IN THE HIGH COURT OF KENYA
AT MACHAKOS
(Coram: G.V Odunga, J)
SUCCESSION CAUSE NO. 58 OF 1986
IN THE MATTER OF THE ESTATE OF MUIA MALINDA (DECEASED)
MUNEE MUIA...............................................................................................OBJECTOR
VERSUS
DOMINIC KIMWU MALINDA..............................................1ST ADMINISTRATOR
TERESIA MWONGELI MUIA...................................................................APPLICANT
RULING
1. By an Amended Summons for Revocation or Annulment of Grant, dated 4th March, 2020, the Applicant seeks the following orders:-
1. THAT the Grant of letters of administration issued to Dominic Kimeu Malinda and Munee Muia on 15th December,1988 be revoked and a new grant be issued to the Applicant Teresia Mwongeli Muia the daughter of the deceased and the guardian ad litem acting on behalf of Munee Muia.
2. THAT any distribution, transfers and dispositions of any kind and/or by the Administrator of land title Makueni/Unoa/174 be declared unlawful, null and void and the registration of the said properties be restored in the name of Muia Malinda (Deceased).
3. THAT the costs of this application be borne by the Respondents.
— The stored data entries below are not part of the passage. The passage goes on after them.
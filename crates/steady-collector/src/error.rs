//! Error types for the collector.

use thiserror::Error;

use steady_core::CoreError;

/// Errors from the collector.
///
/// A failed poll is never fatal to the loop: it is reported as a warning
/// event and the next tick starts over with a fresh connection. Only a
/// closed output channel stops the loop with an error.
#[derive(Debug, Error)]
pub enum CollectorError {
    #[error(transparent)]
    Io(#[from] std::io::Error),

    #[error(transparent)]
    Core(#[from] CoreError),

    #[error("collector file too small, expected at least {expected} bytes, got {got}")]
    ConfigTooSmall { expected: usize, got: usize },

    #[error("event output channel closed")]
    OutputClosed,
}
2. The Summons are grounded on the fact that that the Respondent as a co-administrator and not one of the beneficiaries of the estate of Muia Malinda wrongfully and in breach of trust registered the only asset of the estate in his name thus defrauding the rightful beneficiaries of their entitlement of the asset of the estate. According to the Applicant, the grant issued has become useless to the rightful beneficiaries of the estate hence it should be revoked or annulled. The Applicant stated that the Respondent’s actions are oppressive, unjustified and unlawful. Her family stand to be disinherited
3. In her supporting affidavit, the Applicant deposed that the deceased herein Muia Malinda died on 15th April, 1959 and a grant of letters of administration was made to the Respondent herein and Munee Muia jointly on 30th March, 1988 and duly confirmed on 15th December 1988. She averred that her mother is the widow of the deceased while the Respondent is the brother to the deceased herein. According to the deponent, the Respondent was not entitled to benefit from the estate of the deceased but join the Applicant’s mother as an administrator. She deposed that the Respondent was not entitled to be included in the confirmed grant without indicating that he was not heir to the estate. According to her, the Certificate of Confirmation of grant does not specify the shares of heirs.
4. According to the deponent, after the grant was confirmed, the Respondent and her mother lodged before the Land Registrar and application Form R.L.19 to cause them to be registered as proprietors by transmission of the Title No. Makueni/Unoa/174, ‘the suit property’ to enable them distribute to the lawful beneficiaries. However, a follow up on the title processing established that the Respondent and the Applicant’s mother’s name were mysteriously deleted and it now reflected the Respondent as the sole proprietor of the title. She deposed that it was plainly obvious that the registration of the Respondent as the proprietor was achieved through unlawful means hence null and void ab initio.
5. Based on the Respondent’s actions the Applicant believes that the grant which facilitated the registration of the title into the Respondent’s name ought to be annulled and a fresh grant issued to her mother and/or herself on behalf of the rightful beneficiaries of the estate.
6. In opposition to the Summons, the Respondent swore a replying affidavit on 13th May, 2020 in which he deposed that he is the 1st Administrator in the estate of Muia Malinda, the Deceased herein. According to him, the application was premised on dishonesty and falsehoods. It was his case that in 1950 Muia Malinda (Deceased) left Matungulu, Machakos County and settled on Plot No.9 Mwaani Settlement Scheme in Makueni County with the Objector herein where the Objector and deceased sired two children but after the death of the deceased on 15th April, 1959, the Objector deserted the home and remarried in Yatta Division, Machakos County wherein she bored other three children.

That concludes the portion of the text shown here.